::: Task input :::

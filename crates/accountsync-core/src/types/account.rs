//! Identity document: the root of an account's document graph.

use automerge::{transaction::Transactable, AutoCommit, ROOT};
use serde::{Deserialize, Serialize};

use super::fields::{get_i64, get_str, get_url, put_opt_str};
use crate::error::AccountResult;
use crate::types::DocumentUrl;

const CONTACT_URL: &str = "contactUrl";
const ROOT_FOLDER_URL: &str = "rootFolderUrl";
const ATPROTO_DID: &str = "atprotoDid";
const ATPROTO_HANDLE: &str = "atprotoHandle";
const PSS_JWT: &str = "pssJwt";
const LAST_ONLINE_SYNC: &str = "lastOnlineSync";

/// Snapshot of an identity document's fields
///
/// `contact_url` is only `None` while another process is still creating the
/// document; `root_folder_url` may be `None` on legacy identities until it is
/// backfilled.
#[derive(Debug, Clone, Default, PartialEq, Eq, Serialize, Deserialize)]
#[serde(rename_all = "camelCase")]
pub struct AccountDoc {
    pub contact_url: Option<DocumentUrl>,
    pub root_folder_url: Option<DocumentUrl>,
    pub atproto_did: Option<String>,
    pub atproto_handle: Option<String>,
    pub pss_jwt: Option<String>,
    pub last_online_sync: Option<i64>,
}

impl AccountDoc {
    /// Read the identity fields out of an Automerge document
    pub fn read(doc: &AutoCommit) -> AccountResult<Self> {
        Ok(Self {
            contact_url: get_url(doc, &ROOT, CONTACT_URL)?,
            root_folder_url: get_url(doc, &ROOT, ROOT_FOLDER_URL)?,
            atproto_did: get_str(doc, &ROOT, ATPROTO_DID)?,
            atproto_handle: get_str(doc, &ROOT, ATPROTO_HANDLE)?,
            pss_jwt: get_str(doc, &ROOT, PSS_JWT)?,
            last_online_sync: get_i64(doc, &ROOT, LAST_ONLINE_SYNC)?,
        })
    }

    /// True once the document carries its contact reference
    pub fn is_initialized(&self) -> bool {
        self.contact_url.is_some()
    }

    /// Initialize a freshly created identity document
    pub fn init(
        doc: &mut AutoCommit,
        contact_url: &DocumentUrl,
        root_folder_url: &DocumentUrl,
    ) -> AccountResult<()> {
        doc.put(&ROOT, ROOT_FOLDER_URL, root_folder_url.to_string())?;
        doc.put(&ROOT, CONTACT_URL, contact_url.to_string())?;
        Ok(())
    }

    /// Backfill the root folder reference on legacy identities
    pub fn set_root_folder(doc: &mut AutoCommit, root_folder_url: &DocumentUrl) -> AccountResult<()> {
        doc.put(&ROOT, ROOT_FOLDER_URL, root_folder_url.to_string())?;
        Ok(())
    }

    /// Record the linked external identity
    pub fn set_atproto(doc: &mut AutoCommit, did: Option<&str>, handle: Option<&str>) -> AccountResult<()> {
        put_opt_str(doc, &ROOT, ATPROTO_DID, did)?;
        put_opt_str(doc, &ROOT, ATPROTO_HANDLE, handle)?;
        Ok(())
    }

    /// Replace the realtime sync session token
    pub fn set_pss_jwt(doc: &mut AutoCommit, jwt: &str) -> AccountResult<()> {
        doc.put(&ROOT, PSS_JWT, jwt)?;
        Ok(())
    }

    /// Record the time of the last successful online sync
    pub fn set_last_online_sync(doc: &mut AutoCommit, timestamp: i64) -> AccountResult<()> {
        doc.put(&ROOT, LAST_ONLINE_SYNC, timestamp)?;
        Ok(())
    }
}
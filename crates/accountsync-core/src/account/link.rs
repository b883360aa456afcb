//! Linking the active account to an external provider identity

use tracing::{info, warn};

use super::{negotiate, validate_link_input, AccountManager, SyncOutcome};
use crate::error::{AccountError, AccountResult};
use crate::types::{AccountDoc, AtprotoProfile, ContactDoc};

/// Result of a successful link
#[derive(Debug, Clone, PartialEq, Eq)]
pub struct LinkOutcome {
    pub did: String,
    pub handle: String,
    /// Whether a personal sync endpoint was negotiated
    pub sync: SyncOutcome,
}

impl AccountManager {
    /// Link the active account to an external identity.
    ///
    /// Authenticates `handle_or_did` with the configured provider, imports the
    /// profile into the active identity and contact, then tries to negotiate a
    /// personal sync endpoint. Negotiation failures are reported in
    /// [`LinkOutcome::sync`]; the link itself still succeeds.
    ///
    /// # Errors
    ///
    /// - `AccountError::Malformed` if the input is empty
    /// - `AccountError::LinkFailed` if authentication, the profile fetch or
    ///   the profile import fails; no provider fields are left behind
    pub async fn link_atproto(&self, handle_or_did: &str) -> AccountResult<LinkOutcome> {
        let input = validate_link_input(handle_or_did)?;
        let provider = self
            .provider
            .clone()
            .ok_or_else(|| AccountError::LinkFailed("no identity provider configured".into()))?;
        // Fail early rather than after an interactive flow
        self.current()?;

        let session = provider
            .authorize(input)
            .await
            .map_err(|e| AccountError::LinkFailed(format!("authorization failed: {e}")))?;
        let profile = session
            .profile()
            .await
            .map_err(|e| AccountError::LinkFailed(format!("profile fetch failed: {e}")))?;

        let did = session.did().to_string();
        let name = profile.name().to_string();
        let imported = AtprotoProfile {
            display_name: name.clone(),
            handle: profile.handle.clone(),
            avatar: profile.avatar.clone(),
        };

        // The active identity may have changed while the user authenticated
        let active = self.current()?;
        let previous = active.account.doc::<AccountDoc>()?;
        active
            .account
            .change(|doc| AccountDoc::set_atproto(doc, Some(&did), Some(&profile.handle)))?;
        if let Err(e) = active
            .contact
            .change(|doc| ContactDoc::set_atproto_profile(doc, &name, Some(&imported)))
        {
            active.account.change(|doc| {
                AccountDoc::set_atproto(
                    doc,
                    previous.atproto_did.as_deref(),
                    previous.atproto_handle.as_deref(),
                )
            })?;
            return Err(AccountError::LinkFailed(format!("profile import failed: {e}")));
        }
        *self.session.lock() = Some(session.clone());
        self.publish(&active)?;
        info!(%did, handle = %profile.handle, account = %active.account.url(), "Linked external identity");

        let sync = negotiate::run(self, session.as_ref()).await;
        if let SyncOutcome::Unavailable(reason) = &sync {
            warn!(%did, %reason, "Personal sync endpoint unavailable");
        }
        if let Err(e) = self.refresh() {
            warn!(error = %e, "Failed to publish state after negotiation");
        }

        Ok(LinkOutcome {
            did,
            handle: profile.handle,
            sync,
        })
    }
}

:::

■ **Exercise requirements**
Search the data for the string "successful" and copy each line where it appears.

■ **Response area**
    /// Record the time of the last successful online sync
/// Result of a successful link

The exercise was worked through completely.